Il faut donc interpréter ce traitement antihéroïque du personnage principal, pourtant engagé dans la quête initiatique du bonheur. Voltaire s'interroge sur la destinée et ses aléas, sur les causes éventuelles du mal et du malheur. Il fallait donc un Zadig aux prises avec les difficultés de l'existence, avec l'injustice des institutions humaines et des revers de fortune. Zadig incarne à la fois le héros, son portrait emportant une certaine estime du lecteur, et l'antihéros, car il ne parvient pas à triompher des circonstances. Cette ambivalence montre la difficulté de la quête du bonheur, et qu'il ne suffit pas d'être héros, d'être méritant pour être heureux, mais que certains éléments du destin nous échappent. L'antihéros consacre l'ère du soupçon des récits où le refus de l'idéal s'impose. Alors que le héros traditionnel réaffirme dans son héroïsme des valeurs transcendantes et idéalistes, l'antihéros voltairien doute, propose le conte sceptique et ironique comme une réflexion sur la fragilité du bonheur humain.

Un héros aux grandes qualités

Jeune homme vertueux, Zadig appartient à la bonne société de Babylone. Héros essentiel puisqu'il donne son nom au récit, il réunit toutes les qualités physiques, intellectuelles et morales qui font de lui un personnage séduisant, promis au bonheur. La signification de son nom en hébreu, « le Juste », lui confère, d'emblée, un sens de la justice et du discernement.

Zadig, avec de grandes richesses, et par conséquent avec des amis, ayant de la santé, une figure aimable, un esprit juste et modéré, un coeur sincère et noble, crut qu'il pouvait être heureux. (Chapitre I)

Un héros au parcours initiatique

Son parcours est celui d'un héros de roman d'apprentissage. Au contact de l'expérience, il perd ses illusions et connaît l'échec, la trahison. Pourtant, à la différence de Candide, la chance lui sourit aussi, et le personnage décalé finit par incarner les aléas du destin. Successivement ministre, esclave et roi éclairé, Zadig est finalement comblé et heureux: sa destinée doit être interprêtée à la lumière du dénouement providentiel. L'ange Jesrad lui explique qu'il existe une logique cachée des existences individuelles. Toutefois, la soumission de Zadig n'est pas totale.

On eut au seul Zadig l'obligation d'avoir détruit un jour une coutume si cruelle [le bûcher], qui durait depuis tant de siècles. (Chapitre XI)

Un héros des Lumières

Porte-parole de Voltaire, qui a mis beaucoup de lui-même dans son personnage, Zadig a foi en la raison.
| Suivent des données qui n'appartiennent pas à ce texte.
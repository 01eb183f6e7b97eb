//! Local artifact holding the most recent bid.

use std::path::{Path, PathBuf};
use tokio::fs;

use crate::error::RateResult;

/// Label written before the bid text.
pub const ARTIFACT_PREFIX: &str = "Dólar: ";

/// A file overwritten with `"Dólar: <bid>"` on every successful run.
#[derive(Debug, Clone)]
pub struct Artifact {
    path: PathBuf,
}

impl Artifact {
    pub fn new(path: impl Into<PathBuf>) -> Self {
        Self { path: path.into() }
    }

    pub fn path(&self) -> &Path {
        &self.path
    }

    /// Replace the file's contents with the label followed by `bid`.
    ///
    /// `bid` is written byte-for-byte as received; the file is created when
    /// absent and truncated otherwise.
    pub async fn write_bid(&self, bid: &[u8]) -> RateResult<()> {
        if fs::metadata(&self.path).await.is_err() {
            fs::File::create(&self.path).await?;
        }

        let mut content = Vec::with_capacity(ARTIFACT_PREFIX.len() + bid.len());
        content.extend_from_slice(ARTIFACT_PREFIX.as_bytes());
        content.extend_from_slice(bid);
        fs::write(&self.path, content).await?;

        Ok(())
    }
}

#[cfg(test)]
mod tests {
    use super::*;
    use crate::error::RateError;

    #[tokio::test]
    async fn test_creates_missing_file() {
        let dir = tempfile::tempdir().unwrap();
        let artifact = Artifact::new(dir.path().join("cotacao.txt"));

        artifact.write_bid(b"5.43").await.unwrap();

        let content = fs::read_to_string(artifact.path()).await.unwrap();
        assert_eq!(content, "Dólar: 5.43");
    }

    #[tokio::test]
    async fn test_overwrites_instead_of_appending() {
        let dir = tempfile::tempdir().unwrap();
        let artifact = Artifact::new(dir.path().join("cotacao.txt"));

        artifact.write_bid(b"5.4321").await.unwrap();
        artifact.write_bid(b"5.1").await.unwrap();

        let content = fs::read_to_string(artifact.path()).await.unwrap();
        assert_eq!(content, "Dólar: 5.1");
    }

    #[tokio::test]
    async fn test_unwritable_path_is_artifact_error() {
        let dir = tempfile::tempdir().unwrap();
        let artifact = Artifact::new(dir.path().join("no-such-dir").join("cotacao.txt"));

        let err = artifact.write_bid(b"5.43").await.unwrap_err();
        assert!(matches!(err, RateError::ArtifactWrite(_)));
    }
}
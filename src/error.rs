//! Error taxonomy for the rate pipeline.
//!
//! Every error is handled at the boundary where it occurs. On the server it
//! becomes an HTTP response carrying the error text; on the client it ends
//! the run after one log line.

use axum::http::StatusCode;
use axum::response::{IntoResponse, Response};
use thiserror::Error;

/// Errors that can occur anywhere along client → server → upstream → store.
#[derive(Debug, Error)]
pub enum RateError {
    /// A deadline elapsed, either before dispatch or while in flight.
    #[error("deadline exceeded")]
    DeadlineExceeded,

    /// The outbound request could not be constructed.
    #[error("failed to build request: {0}")]
    RequestBuild(String),

    /// DNS, connect, timeout or any other failure at the HTTP layer.
    #[error("transport error: {0}")]
    Transport(String),

    /// The peer answered with something other than 200.
    #[error("unexpected status code {code}")]
    UnexpectedStatus { code: u16 },

    /// The response body could not be read to completion.
    #[error("failed to read response body: {0}")]
    BodyRead(String),

    /// The upstream body was not the expected JSON document.
    #[error("failed to decode exchange rate: {0}")]
    Decode(String),

    /// Opening or migrating the store failed.
    #[error("persistence setup failed: {0}")]
    PersistenceSetup(String),

    /// The insert itself failed or ran past its deadline.
    #[error("persistence write failed: {0}")]
    PersistenceWrite(String),

    /// The local artifact could not be created or written.
    #[error("failed to write artifact: {0}")]
    ArtifactWrite(#[from] std::io::Error),
}

impl RateError {
    /// HTTP status the server answers with when this error ends a request.
    ///
    /// Transport failures map to 400; everything else the server can hit maps
    /// to 500.
    pub fn status_code(&self) -> StatusCode {
        match self {
            RateError::Transport(_) => StatusCode::BAD_REQUEST,
            RateError::UnexpectedStatus { code } => {
                StatusCode::from_u16(*code).unwrap_or(StatusCode::INTERNAL_SERVER_ERROR)
            }
            _ => StatusCode::INTERNAL_SERVER_ERROR,
        }
    }

    /// Short label used for metrics and structured logs.
    pub fn kind(&self) -> &'static str {
        match self {
            RateError::DeadlineExceeded => "deadline_exceeded",
            RateError::RequestBuild(_) => "request_build",
            RateError::Transport(_) => "transport",
            RateError::UnexpectedStatus { .. } => "unexpected_status",
            RateError::BodyRead(_) => "body_read",
            RateError::Decode(_) => "decode",
            RateError::PersistenceSetup(_) => "persistence_setup",
            RateError::PersistenceWrite(_) => "persistence_write",
            RateError::ArtifactWrite(_) => "artifact_write",
        }
    }
}

impl IntoResponse for RateError {
    fn into_response(self) -> Response {
        (self.status_code(), self.to_string()).into_response()
    }
}

/// Result alias for pipeline operations.
pub type RateResult<T> = Result<T, RateError>;

#[cfg(test)]
mod tests {
    use super::*;

    #[test]
    fn test_transport_maps_to_bad_request() {
        let err = RateError::Transport("connection refused".into());
        assert_eq!(err.status_code(), StatusCode::BAD_REQUEST);
    }

    #[test]
    fn test_fetch_side_errors_map_to_internal_error() {
        for err in [
            RateError::RequestBuild("bad url".into()),
            RateError::BodyRead("eof".into()),
            RateError::Decode("expected value".into()),
            RateError::PersistenceSetup("unable to open database file".into()),
        ] {
            assert_eq!(err.status_code(), StatusCode::INTERNAL_SERVER_ERROR, "{}", err);
        }
    }

    #[test]
    fn test_unexpected_status_carries_code() {
        let err = RateError::UnexpectedStatus { code: 503 };
        assert_eq!(err.to_string(), "unexpected status code 503");
        assert_eq!(err.status_code(), StatusCode::SERVICE_UNAVAILABLE);
    }
}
Il dénonce l'absurdité des particularismes, rejette la superstition et prône le déisme. Au fil du conte, son apprentissage est l'occasion d'une réflexion sur la liberté, le Mal et la Providence. Mais, surtout, son altruisme et sa générosité nous rappellent que les philosophes des Lumières fondent le bonheur sur l'humanité et la civilisation. Ainsi, Zadig secourt Missouf, sauve Almone du bûcher, réconcilie les marchands, empêche le pêcheur de se suicider et lui donne la moitié de son argent.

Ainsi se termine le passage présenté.